YOUR OBJECTIVE: Nothing should be left out: write out the whole listing exactly.

--- DATA RECORDS ---

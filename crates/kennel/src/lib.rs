//! # Kennel
//!
//! Process supervision and container orchestration on top of a
//! runc-compatible runtime.
//!
//! ## Features
//!
//! - **Exit relay**: every process runs under `kennel-shim`, a subreaper
//!   that reports the exact exit code across PID-namespace boundaries
//! - **Exit notification**: a Unix socket closed on exit, so any number of
//!   waiters park without polling
//! - **Named-pipe stdio**: FIFOs opened in an order that never blocks
//! - **Networking**: subnets, veths, DNS files and per-container iptables
//!   chains via [`kennel_network`]
//!
//! ## Usage
//!
//! ```no_run
//! use std::path::Path;
//! use std::sync::Arc;
//!
//! use kennel::config::KennelConfig;
//! use kennel::exec::ProcessIo;
//! use kennel::orchestrator::Orchestrator;
//! use kennel_common::ContainerHandle;
//! use kennel_network::{NetworkSpec, SystemRunner};
//! use kennel_oci::ProcessSpec;
//!
//! # async fn example() -> kennel_common::KennelResult<()> {
//! let orchestrator = Orchestrator::new(KennelConfig::default(), Arc::new(SystemRunner))?;
//! orchestrator.setup().await?;
//!
//! let handle = ContainerHandle::new("web")?;
//! orchestrator
//!     .create(&handle, Path::new("/srv/bundles/web"), &NetworkSpec::default(), ProcessIo::default())
//!     .await?;
//!
//! let spec = ProcessSpec::new("/bin/echo", ["hello"]);
//! let code = orchestrator.run(&handle, &spec, ProcessIo::default()).await?.wait().await?;
//! assert_eq!(code, 0);
//!
//! orchestrator.destroy(&handle).await?;
//! # Ok(())
//! # }
//! ```

#![warn(missing_docs)]

pub mod cli;
pub mod config;
pub mod exec;
pub mod notify;
pub mod orchestrator;
pub mod shim;

pub use config::KennelConfig;
pub use exec::{ExecRunner, Process, ProcessIo, Signal};
pub use notify::ExitNotifier;
pub use orchestrator::{Container, Orchestrator};
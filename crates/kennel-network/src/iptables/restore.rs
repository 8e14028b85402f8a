//! `iptables-restore` payloads and `iptables -S` line handling.

use super::Table;

/// Quote an argument for an `iptables-restore` line.
#[must_use]
pub fn quote(arg: &str) -> String {
    if !arg.is_empty() && !arg.chars().any(|c| c.is_whitespace() || c == '"' || c == '\'') {
        return arg.to_string();
    }
    format!("\"{}\"", arg.replace('\\', "\\\\").replace('"', "\\\""))
}

/// Split an `iptables -S` or restore line into arguments.
///
/// Understands double quotes with backslash escapes, which is how iptables
/// prints comments and log prefixes.
///
/// # Errors
///
/// Returns an error for an unterminated quote.
pub fn tokenize(line: &str) -> Result<Vec<String>, String> {
    let mut tokens = Vec::new();
    let mut current = String::new();
    let mut in_token = false;
    let mut chars = line.chars();

    while let Some(c) = chars.next() {
        match c {
            '"' => {
                in_token = true;
                loop {
                    match chars.next() {
                        Some('"') => break,
                        Some('\\') => match chars.next() {
                            Some(escaped) => current.push(escaped),
                            None => return Err(format!("dangling escape in {line:?}")),
                        },
                        Some(other) => current.push(other),
                        None => return Err(format!("unterminated quote in {line:?}")),
                    }
                }
            }
            c if c.is_whitespace() => {
                if in_token {
                    tokens.push(std::mem::take(&mut current));
                    in_token = false;
                }
            }
            other => {
                in_token = true;
                current.push(other);
            }
        }
    }
    if in_token {
        tokens.push(current);
    }
    Ok(tokens)
}

/// One table's worth of commands, committed atomically.
pub(super) fn payload(table: Table, lines: &[Vec<String>]) -> String {
    let mut out = format!("*{table}\n");
    for line in lines {
        let quoted: Vec<String> = line.iter().map(|arg| quote(arg)).collect();
        out.push_str(&quoted.join(" "));
        out.push('\n');
    }
    out.push_str("COMMIT\n");
    out
}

---

WRITTEN REPLY:
filename crates/kennel/src/lib.rs
//! # Kennel
//!
//! Process supervision and container orchestration on top of a
//! runc-compatible runtime.
//!
//! ## Features
//!
//! - **Exit relay**: every process runs under `kennel-shim`, a subreaper
//!   that reports the exact exit code across PID-namespace boundaries
//! - **Exit notification**: a Unix socket closed on exit, so any number of
//!   waiters park without polling
//! - **Named-pipe stdio**: FIFOs opened in an order that never blocks
//! - **Networking**: subnets, veths, DNS files and per-container iptables
//!   chains via [`kennel_network`]
//!
//! ## Usage
//!
//! ```no_run
//! use std::path::Path;
//! use std::sync::Arc;
//!
//! use kennel::config::KennelConfig;
//! use kennel::exec::ProcessIo;
//! use kennel::orchestrator::Orchestrator;
//! use kennel_common::ContainerHandle;
//! use kennel_network::{NetworkSpec, SystemRunner};
//! use kennel_oci::ProcessSpec;
//!
//! # async fn example() -> kennel_common::KennelResult<()> {
//! let orchestrator = Orchestrator::new(KennelConfig::default(), Arc::new(SystemRunner))?;
//! orchestrator.setup().await?;
//!
//! let handle = ContainerHandle::new("web")?;
//! orchestrator
//!     .create(&handle, Path::new("/srv/bundles/web"), &NetworkSpec::default(), ProcessIo::default())
//!     .await?;
//!
//! let spec = ProcessSpec::new("/bin/echo", ["hello"]);
//! let code = orchestrator.run(&handle, &spec, ProcessIo::default()).await?.wait().await?;
//! assert_eq!(code, 0);
//!
//! orchestrator.destroy(&handle).await?;
//! # Ok(())
//! # }
//! ```

#![warn(missing_docs)]

pub mod cli;
pub mod config;
pub mod exec;
pub mod notify;
pub mod orchestrator;
pub mod shim;

pub use config::KennelConfig;
pub use exec::{ExecRunner, Process, ProcessIo, Signal};
pub use notify::ExitNotifier;
pub use orchestrator::{Container, Orchestrator};
filename crates/kennel-network/src/iptables/restore.rs
repository 8e14028b85402f8a
//! `iptables-restore` payloads and `iptables -S` line handling.

use super::Table;

/// Quote an argument for an `iptables-restore` line.
#[must_use]
pub fn quote(arg: &str) -> String {
    if !arg.is_empty() && !arg.chars().any(|c| c.is_whitespace() || c == '"' || c == '\'') {
        return arg.to_string();
    }
    format!("\"{}\"", arg.replace('\\', "\\\\").replace('"', "\\\""))
}

/// Split an `iptables -S` or restore line into arguments.
///
/// Understands double quotes with backslash escapes, which is how iptables
/// prints comments and log prefixes.
///
/// # Errors
///
/// Returns an error for an unterminated quote.
pub fn tokenize(line: &str) -> Result<Vec<String>, String> {
    let mut tokens = Vec::new();
    let mut current = String::new();
    let mut in_token = false;
    let mut chars = line.chars();

    while let Some(c) = chars.next() {
        match c {
            '"' => {
                in_token = true;
                loop {
                    match chars.next() {
                        Some('"') => break,
                        Some('\\') => match chars.next() {
                            Some(escaped) => current.push(escaped),
                            None => return Err(format!("dangling escape in {line:?}")),
                        },
                        Some(other) => current.push(other),
                        None => return Err(format!("unterminated quote in {line:?}")),
                    }
                }
            }
            c if c.is_whitespace() => {
                if in_token {
                    tokens.push(std::mem::take(&mut current));
                    in_token = false;
                }
            }
            other => {
                in_token = true;
                current.push(other);
            }
        }
    }
    if in_token {
        tokens.push(current);
    }
    Ok(tokens)
}

/// One table's worth of commands, committed atomically.
pub(super) fn payload(table: Table, lines: &[Vec<String>]) -> String {
    let mut out = format!("*{table}\n");
    for line in lines {
        let quoted: Vec<String> = line.iter().map(|arg| quote(arg)).collect();
        out.push_str(&quoted.join(" "));
        out.push('\n');
    }
    out.push_str("COMMIT\n");
    out
}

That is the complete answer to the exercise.